The response should be an exact repetition of all the entries.

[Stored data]
╔══
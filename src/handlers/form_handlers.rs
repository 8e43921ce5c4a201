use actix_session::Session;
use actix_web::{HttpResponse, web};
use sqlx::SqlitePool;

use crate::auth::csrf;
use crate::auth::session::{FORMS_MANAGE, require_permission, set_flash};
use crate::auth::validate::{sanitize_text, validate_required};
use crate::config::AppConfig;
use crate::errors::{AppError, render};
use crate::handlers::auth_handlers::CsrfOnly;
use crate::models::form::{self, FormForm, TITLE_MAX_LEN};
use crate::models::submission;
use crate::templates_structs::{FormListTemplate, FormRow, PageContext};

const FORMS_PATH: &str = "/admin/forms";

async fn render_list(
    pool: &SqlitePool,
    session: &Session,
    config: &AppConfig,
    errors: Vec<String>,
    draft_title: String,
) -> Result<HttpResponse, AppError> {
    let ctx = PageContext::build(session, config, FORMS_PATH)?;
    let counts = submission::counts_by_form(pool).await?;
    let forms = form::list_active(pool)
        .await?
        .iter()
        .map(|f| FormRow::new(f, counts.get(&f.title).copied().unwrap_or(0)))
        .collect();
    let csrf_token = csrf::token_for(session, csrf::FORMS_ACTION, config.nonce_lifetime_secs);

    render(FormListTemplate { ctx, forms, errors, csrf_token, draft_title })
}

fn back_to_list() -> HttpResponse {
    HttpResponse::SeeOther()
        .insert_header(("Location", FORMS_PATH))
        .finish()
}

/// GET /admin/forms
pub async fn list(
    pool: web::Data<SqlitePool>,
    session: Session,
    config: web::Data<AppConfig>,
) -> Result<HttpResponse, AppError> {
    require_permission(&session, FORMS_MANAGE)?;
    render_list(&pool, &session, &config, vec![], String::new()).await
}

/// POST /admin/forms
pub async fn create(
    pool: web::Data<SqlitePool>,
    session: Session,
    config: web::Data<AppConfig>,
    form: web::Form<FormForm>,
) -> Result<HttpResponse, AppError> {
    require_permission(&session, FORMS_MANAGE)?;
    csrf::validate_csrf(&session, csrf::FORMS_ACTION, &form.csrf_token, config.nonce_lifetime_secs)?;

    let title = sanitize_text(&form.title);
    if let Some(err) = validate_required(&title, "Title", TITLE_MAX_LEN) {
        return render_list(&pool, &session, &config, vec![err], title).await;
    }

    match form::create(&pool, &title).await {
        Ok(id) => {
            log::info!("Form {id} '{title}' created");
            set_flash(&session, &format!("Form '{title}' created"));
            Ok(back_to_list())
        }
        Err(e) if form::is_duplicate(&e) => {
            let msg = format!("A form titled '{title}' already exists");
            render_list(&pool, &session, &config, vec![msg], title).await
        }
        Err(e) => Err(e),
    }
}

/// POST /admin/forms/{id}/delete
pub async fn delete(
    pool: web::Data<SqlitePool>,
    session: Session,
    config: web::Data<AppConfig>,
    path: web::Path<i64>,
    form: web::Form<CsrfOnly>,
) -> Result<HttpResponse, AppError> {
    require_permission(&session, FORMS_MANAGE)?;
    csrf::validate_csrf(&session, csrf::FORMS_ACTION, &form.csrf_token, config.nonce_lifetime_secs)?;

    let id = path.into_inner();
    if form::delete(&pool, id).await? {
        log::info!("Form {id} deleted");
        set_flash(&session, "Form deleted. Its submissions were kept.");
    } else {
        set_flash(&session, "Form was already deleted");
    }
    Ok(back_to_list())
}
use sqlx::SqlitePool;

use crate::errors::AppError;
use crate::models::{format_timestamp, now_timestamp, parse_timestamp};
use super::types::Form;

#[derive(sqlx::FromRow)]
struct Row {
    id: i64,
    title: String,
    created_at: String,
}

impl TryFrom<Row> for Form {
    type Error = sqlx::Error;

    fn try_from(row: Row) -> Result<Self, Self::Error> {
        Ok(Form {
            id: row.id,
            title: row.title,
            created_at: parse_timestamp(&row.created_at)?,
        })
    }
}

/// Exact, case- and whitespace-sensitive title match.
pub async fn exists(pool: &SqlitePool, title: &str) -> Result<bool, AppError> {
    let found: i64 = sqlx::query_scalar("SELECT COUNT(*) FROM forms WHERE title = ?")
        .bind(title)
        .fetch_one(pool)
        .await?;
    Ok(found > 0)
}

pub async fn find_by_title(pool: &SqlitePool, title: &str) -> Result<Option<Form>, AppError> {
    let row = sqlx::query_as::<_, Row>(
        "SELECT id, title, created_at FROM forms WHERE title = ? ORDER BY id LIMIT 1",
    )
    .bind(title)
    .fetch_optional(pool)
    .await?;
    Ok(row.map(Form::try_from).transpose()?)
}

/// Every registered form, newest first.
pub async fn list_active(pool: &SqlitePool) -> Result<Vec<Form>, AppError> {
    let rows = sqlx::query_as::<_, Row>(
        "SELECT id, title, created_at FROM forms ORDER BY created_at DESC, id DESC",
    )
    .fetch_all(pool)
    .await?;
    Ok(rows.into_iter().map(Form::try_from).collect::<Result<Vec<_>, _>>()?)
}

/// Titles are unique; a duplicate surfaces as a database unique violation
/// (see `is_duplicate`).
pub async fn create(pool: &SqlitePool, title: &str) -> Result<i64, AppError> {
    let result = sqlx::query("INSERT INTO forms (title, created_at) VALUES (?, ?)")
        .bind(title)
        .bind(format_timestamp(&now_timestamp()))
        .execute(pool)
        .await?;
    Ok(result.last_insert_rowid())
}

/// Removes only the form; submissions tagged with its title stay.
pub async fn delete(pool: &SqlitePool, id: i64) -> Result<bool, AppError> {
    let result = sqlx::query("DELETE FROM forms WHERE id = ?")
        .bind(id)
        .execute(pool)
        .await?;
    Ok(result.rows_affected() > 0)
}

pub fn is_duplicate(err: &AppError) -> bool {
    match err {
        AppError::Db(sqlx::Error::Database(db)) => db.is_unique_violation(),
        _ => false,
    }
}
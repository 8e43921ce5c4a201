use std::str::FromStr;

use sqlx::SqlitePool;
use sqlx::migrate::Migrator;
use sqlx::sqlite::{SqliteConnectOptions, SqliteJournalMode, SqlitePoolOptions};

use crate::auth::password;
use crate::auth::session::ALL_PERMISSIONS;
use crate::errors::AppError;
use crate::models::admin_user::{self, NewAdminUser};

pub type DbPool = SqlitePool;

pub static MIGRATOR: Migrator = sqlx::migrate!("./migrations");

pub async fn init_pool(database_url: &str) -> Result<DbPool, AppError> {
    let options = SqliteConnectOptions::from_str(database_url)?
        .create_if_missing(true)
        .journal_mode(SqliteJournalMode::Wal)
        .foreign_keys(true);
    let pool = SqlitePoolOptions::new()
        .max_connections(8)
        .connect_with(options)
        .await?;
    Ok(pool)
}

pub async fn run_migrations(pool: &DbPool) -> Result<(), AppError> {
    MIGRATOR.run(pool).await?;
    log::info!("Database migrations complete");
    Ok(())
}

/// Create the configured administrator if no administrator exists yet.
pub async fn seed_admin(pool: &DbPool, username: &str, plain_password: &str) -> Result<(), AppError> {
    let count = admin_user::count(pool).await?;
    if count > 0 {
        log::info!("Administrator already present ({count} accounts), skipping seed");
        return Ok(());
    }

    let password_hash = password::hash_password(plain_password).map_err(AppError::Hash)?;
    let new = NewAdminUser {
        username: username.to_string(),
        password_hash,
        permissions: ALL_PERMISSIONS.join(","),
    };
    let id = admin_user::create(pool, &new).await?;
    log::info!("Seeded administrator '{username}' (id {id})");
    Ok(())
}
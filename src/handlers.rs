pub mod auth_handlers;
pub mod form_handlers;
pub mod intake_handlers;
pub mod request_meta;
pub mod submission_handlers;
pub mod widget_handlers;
╚══
**Expected output**
filename src/handlers/form_handlers.rs
repository 8e43921ce5c4a201
use actix_session::Session;
use actix_web::{HttpResponse, web};
use sqlx::SqlitePool;

use crate::auth::csrf;
use crate::auth::session::{FORMS_MANAGE, require_permission, set_flash};
use crate::auth::validate::{sanitize_text, validate_required};
use crate::config::AppConfig;
use crate::errors::{AppError, render};
use crate::handlers::auth_handlers::CsrfOnly;
use crate::models::form::{self, FormForm, TITLE_MAX_LEN};
use crate::models::submission;
use crate::templates_structs::{FormListTemplate, FormRow, PageContext};

const FORMS_PATH: &str = "/admin/forms";

async fn render_list(
    pool: &SqlitePool,
    session: &Session,
    config: &AppConfig,
    errors: Vec<String>,
    draft_title: String,
) -> Result<HttpResponse, AppError> {
    let ctx = PageContext::build(session, config, FORMS_PATH)?;
    let counts = submission::counts_by_form(pool).await?;
    let forms = form::list_active(pool)
        .await?
        .iter()
        .map(|f| FormRow::new(f, counts.get(&f.title).copied().unwrap_or(0)))
        .collect();
    let csrf_token = csrf::token_for(session, csrf::FORMS_ACTION, config.nonce_lifetime_secs);

    render(FormListTemplate { ctx, forms, errors, csrf_token, draft_title })
}

fn back_to_list() -> HttpResponse {
    HttpResponse::SeeOther()
        .insert_header(("Location", FORMS_PATH))
        .finish()
}

/// GET /admin/forms
pub async fn list(
    pool: web::Data<SqlitePool>,
    session: Session,
    config: web::Data<AppConfig>,
) -> Result<HttpResponse, AppError> {
    require_permission(&session, FORMS_MANAGE)?;
    render_list(&pool, &session, &config, vec![], String::new()).await
}

/// POST /admin/forms
pub async fn create(
    pool: web::Data<SqlitePool>,
    session: Session,
    config: web::Data<AppConfig>,
    form: web::Form<FormForm>,
) -> Result<HttpResponse, AppError> {
    require_permission(&session, FORMS_MANAGE)?;
    csrf::validate_csrf(&session, csrf::FORMS_ACTION, &form.csrf_token, config.nonce_lifetime_secs)?;

    let title = sanitize_text(&form.title);
    if let Some(err) = validate_required(&title, "Title", TITLE_MAX_LEN) {
        return render_list(&pool, &session, &config, vec![err], title).await;
    }

    match form::create(&pool, &title).await {
        Ok(id) => {
            log::info!("Form {id} '{title}' created");
            set_flash(&session, &format!("Form '{title}' created"));
            Ok(back_to_list())
        }
        Err(e) if form::is_duplicate(&e) => {
            let msg = format!("A form titled '{title}' already exists");
            render_list(&pool, &session, &config, vec![msg], title).await
        }
        Err(e) => Err(e),
    }
}

/// POST /admin/forms/{id}/delete
pub async fn delete(
    pool: web::Data<SqlitePool>,
    session: Session,
    config: web::Data<AppConfig>,
    path: web::Path<i64>,
    form: web::Form<CsrfOnly>,
) -> Result<HttpResponse, AppError> {
    require_permission(&session, FORMS_MANAGE)?;
    csrf::validate_csrf(&session, csrf::FORMS_ACTION, &form.csrf_token, config.nonce_lifetime_secs)?;

    let id = path.into_inner();
    if form::delete(&pool, id).await? {
        log::info!("Form {id} deleted");
        set_flash(&session, "Form deleted. Its submissions were kept.");
    } else {
        set_flash(&session, "Form was already deleted");
    }
    Ok(back_to_list())
}
use sqlx::SqlitePool;

use crate::errors::AppError;
use crate::models::{format_timestamp, now_timestamp, parse_timestamp};
use super::types::Form;

#[derive(sqlx::FromRow)]
struct Row {
    id: i64,
    title: String,
    created_at: String,
}

impl TryFrom<Row> for Form {
    type Error = sqlx::Error;

    fn try_from(row: Row) -> Result<Self, Self::Error> {
        Ok(Form {
            id: row.id,
            title: row.title,
            created_at: parse_timestamp(&row.created_at)?,
        })
    }
}

/// Exact, case- and whitespace-sensitive title match.
pub async fn exists(pool: &SqlitePool, title: &str) -> Result<bool, AppError> {
    let found: i64 = sqlx::query_scalar("SELECT COUNT(*) FROM forms WHERE title = ?")
        .bind(title)
        .fetch_one(pool)
        .await?;
    Ok(found > 0)
}

pub async fn find_by_title(pool: &SqlitePool, title: &str) -> Result<Option<Form>, AppError> {
    let row = sqlx::query_as::<_, Row>(
        "SELECT id, title, created_at FROM forms WHERE title = ? ORDER BY id LIMIT 1",
    )
    .bind(title)
    .fetch_optional(pool)
    .await?;
    Ok(row.map(Form::try_from).transpose()?)
}

/// Every registered form, newest first.
pub async fn list_active(pool: &SqlitePool) -> Result<Vec<Form>, AppError> {
    let rows = sqlx::query_as::<_, Row>(
        "SELECT id, title, created_at FROM forms ORDER BY created_at DESC, id DESC",
    )
    .fetch_all(pool)
    .await?;
    Ok(rows.into_iter().map(Form::try_from).collect::<Result<Vec<_>, _>>()?)
}

/// Titles are unique; a duplicate surfaces as a database unique violation
/// (see `is_duplicate`).
pub async fn create(pool: &SqlitePool, title: &str) -> Result<i64, AppError> {
    let result = sqlx::query("INSERT INTO forms (title, created_at) VALUES (?, ?)")
        .bind(title)
        .bind(format_timestamp(&now_timestamp()))
        .execute(pool)
        .await?;
    Ok(result.last_insert_rowid())
}

/// Removes only the form; submissions tagged with its title stay.
pub async fn delete(pool: &SqlitePool, id: i64) -> Result<bool, AppError> {
    let result = sqlx::query("DELETE FROM forms WHERE id = ?")
        .bind(id)
        .execute(pool)
        .await?;
    Ok(result.rows_affected() > 0)
}

pub fn is_duplicate(err: &AppError) -> bool {
    match err {
        AppError::Db(sqlx::Error::Database(db)) => db.is_unique_violation(),
        _ => false,
    }
}
repository 8e43921ce5c4a201
use std::str::FromStr;

use sqlx::SqlitePool;
use sqlx::migrate::Migrator;
use sqlx::sqlite::{SqliteConnectOptions, SqliteJournalMode, SqlitePoolOptions};

use crate::auth::password;
use crate::auth::session::ALL_PERMISSIONS;
use crate::errors::AppError;
use crate::models::admin_user::{self, NewAdminUser};

pub type DbPool = SqlitePool;

pub static MIGRATOR: Migrator = sqlx::migrate!("./migrations");

pub async fn init_pool(database_url: &str) -> Result<DbPool, AppError> {
    let options = SqliteConnectOptions::from_str(database_url)?
        .create_if_missing(true)
        .journal_mode(SqliteJournalMode::Wal)
        .foreign_keys(true);
    let pool = SqlitePoolOptions::new()
        .max_connections(8)
        .connect_with(options)
        .await?;
    Ok(pool)
}

pub async fn run_migrations(pool: &DbPool) -> Result<(), AppError> {
    MIGRATOR.run(pool).await?;
    log::info!("Database migrations complete");
    Ok(())
}

/// Create the configured administrator if no administrator exists yet.
pub async fn seed_admin(pool: &DbPool, username: &str, plain_password: &str) -> Result<(), AppError> {
    let count = admin_user::count(pool).await?;
    if count > 0 {
        log::info!("Administrator already present ({count} accounts), skipping seed");
        return Ok(());
    }

    let password_hash = password::hash_password(plain_password).map_err(AppError::Hash)?;
    let new = NewAdminUser {
        username: username.to_string(),
        password_hash,
        permissions: ALL_PERMISSIONS.join(","),
    };
    let id = admin_user::create(pool, &new).await?;
    log::info!("Seeded administrator '{username}' (id {id})");
    Ok(())
}
filename src/handlers.rs
pub mod auth_handlers;
pub mod form_handlers;
pub mod intake_handlers;
pub mod request_meta;
pub mod submission_handlers;
pub mod widget_handlers;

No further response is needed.